Runs the segmentation model and draws filled polygon masks over detected cores with confidence scores.

In [None]:
def detect_cores(image_path, ring_type, model_size=None, conf=CONF_THRESHOLD):
    """
    Run the trained segmentation model on a single screenshot.
    Draws filled polygon masks over each detected core.

    Args:
        image_path: path to a .png or .jpg screenshot
        ring_type:  which ring type model to load
        model_size: e.g. "yolov8s-seg", or None to auto-pick best mask mAP50
        conf:       confidence threshold
    """
    results_path = RUNS_ROOT / "all_results.json"
    if not results_path.exists():
        print("No trained models found. Run training first.")
        return

    with open(results_path) as f:
        all_r = json.load(f)

    ring_models = all_r.get(ring_type, {})
    if not ring_models:
        print(f"No trained model for ring type '{ring_type}'.")
        return

    if model_size is None:
        model_size = max(ring_models, key=lambda m: ring_models[m]["mask_mAP50"])
        m = ring_models[model_size]
        print(
            f"Auto-selected: {model_size} "
            f"(mask mAP50={m['mask_mAP50']:.3f}, box mAP50={m['box_mAP50']:.3f})"
        )

    weights = ring_models.get(model_size, {}).get("best_weights", "")
    if not weights or not Path(weights).exists():
        print(f"Weights file not found: {weights}")
        return

    model = YOLO(weights)
    img   = cv2.imread(str(image_path))
    if img is None:
        print(f"Could not load image: {image_path}")
        return

    preds = model.predict(img, conf=conf, verbose=False)[0]

    # draw masks manually so we control colors and alpha
    img_rgb   = cv2.cvtColor(img, cv2.COLOR_BGR2RGB).copy()
    overlay   = img_rgb.copy()
    H, W      = img_rgb.shape[:2]

    if preds.masks is not None:
        for i, mask_data in enumerate(preds.masks.xy):
            pts = mask_data.astype(np.int32)
            cv2.fillPoly(overlay, [pts], color=MASK_COLOR_BGR[::-1])  # BGR->RGB

        cv2.addWeighted(overlay, MASK_ALPHA, img_rgb, 1 - MASK_ALPHA, 0, img_rgb)

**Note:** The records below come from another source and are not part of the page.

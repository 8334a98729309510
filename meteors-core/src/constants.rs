//! Tuning table for the gameplay simulation.
//!
//! Frame-based durations assume the fixed 60 FPS step the frontends drive.

/// Default viewport extents, used when the frontend does not override them.
pub const SCREEN_WIDTH: f32 = 800.0;
pub const SCREEN_HEIGHT: f32 = 450.0;

pub const FRAMES_PER_SECOND: f64 = 60.0;
pub const FRAME_SECONDS: f64 = 1.0 / FRAMES_PER_SECOND;

pub const STARTING_LIVES: i32 = 3;

/// Degrees added to the facing angle per frame of full rotation input.
pub const PLAYER_ROTATION_RATE: f32 = 10.0;
/// Scalar speed applied while thrust input is held.
pub const PLAYER_SPEED: f32 = 5.0;
/// Per-frame speed decay while coasting.
pub const PLAYER_DECELERATION: f32 = 0.1;
/// Sprite "up" is visual-forward, so forward displacement is offset -90°.
pub const FORWARD_OFFSET_DEGREES: f32 = -90.0;
pub const PLAYER_EXTENT: f32 = 32.0;
/// Alpha hint shown while the invulnerability window is open.
pub const PLAYER_HIT_ALPHA: f32 = 0.3;
/// Frames after a hit during which further damage is suppressed.
pub const INVULNERABILITY_FRAMES: u32 = 120;

pub const ASTEROID_SPEED: f32 = 5.0;
pub const ASTEROID_EXTENT_SMALL: f32 = 16.0;
pub const ASTEROID_EXTENT_MEDIUM: f32 = 32.0;
pub const ASTEROID_EXTENT_LARGE: f32 = 48.0;
/// Fragments spawned when a size-2 or size-3 asteroid is destroyed.
pub const ASTEROID_SPLIT_COUNT: u32 = 3;
/// Smaller rocks are harder to hit and score higher.
pub const SCORE_LARGE_ASTEROID: u32 = 10;
pub const SCORE_MEDIUM_ASTEROID: u32 = 20;
pub const SCORE_SMALL_ASTEROID: u32 = 30;
/// Edge-spawn batch bounds: round start and empty-field replenishment.
pub const ROUND_START_MIN: i32 = 1;
pub const ROUND_START_MAX: i32 = 8;
pub const REPLENISH_MIN: i32 = 1;
pub const REPLENISH_MAX: i32 = 4;

pub const SHOT_SPEED: f32 = 10.0;
pub const SHOT_EXTENT: f32 = 8.0;
pub const SHOT_LIFETIME_FRAMES: i32 = 60;
pub const SHOT_COOLDOWN_FRAMES: u32 = 20;

/// Power-up spawn rolls happen only on frames divisible by this rate.
pub const POWER_UP_GENERATION_RATE: u32 = 300;
pub const POWER_UP_LIFETIME_FRAMES: i32 = 300;
/// Frames the multi-shot buff stays active after pickup.
pub const POWER_UP_EFFECT_FRAMES: i32 = 300;
pub const POWER_UP_EXTENT: f32 = 24.0;
/// Inward margin keeping power-ups away from the wrap seam.
pub const POWER_UP_SPAWN_MARGIN: f32 = 32.0;

/// Fan-fire parameters while the buff is active: offsets step from
/// `-DEVIATION` up to (excluding) `(COUNT - 1) * DEVIATION` by `2 * DEVIATION`.
pub const FAN_SHOT_DEVIATION: f32 = 15.0;
pub const FAN_SHOT_COUNT: u32 = 3;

        # draw polygon outlines and confidence labels on top
        for i, (mask_data, box) in enumerate(zip(preds.masks.xy, preds.boxes)):
            pts  = mask_data.astype(np.int32)
            conf_val = float(box.conf)
            cv2.polylines(img_rgb, [pts], isClosed=True, color=(0, 255, 80), thickness=2)
            cx = int(pts[:, 0].mean())
            cy = int(pts[:, 1].mean())
            label = f"core {conf_val:.2f}"
            cv2.putText(img_rgb, label, (cx - 30, cy),
                        cv2.FONT_HERSHEY_SIMPLEX, 0.6, (255, 255, 255), 2)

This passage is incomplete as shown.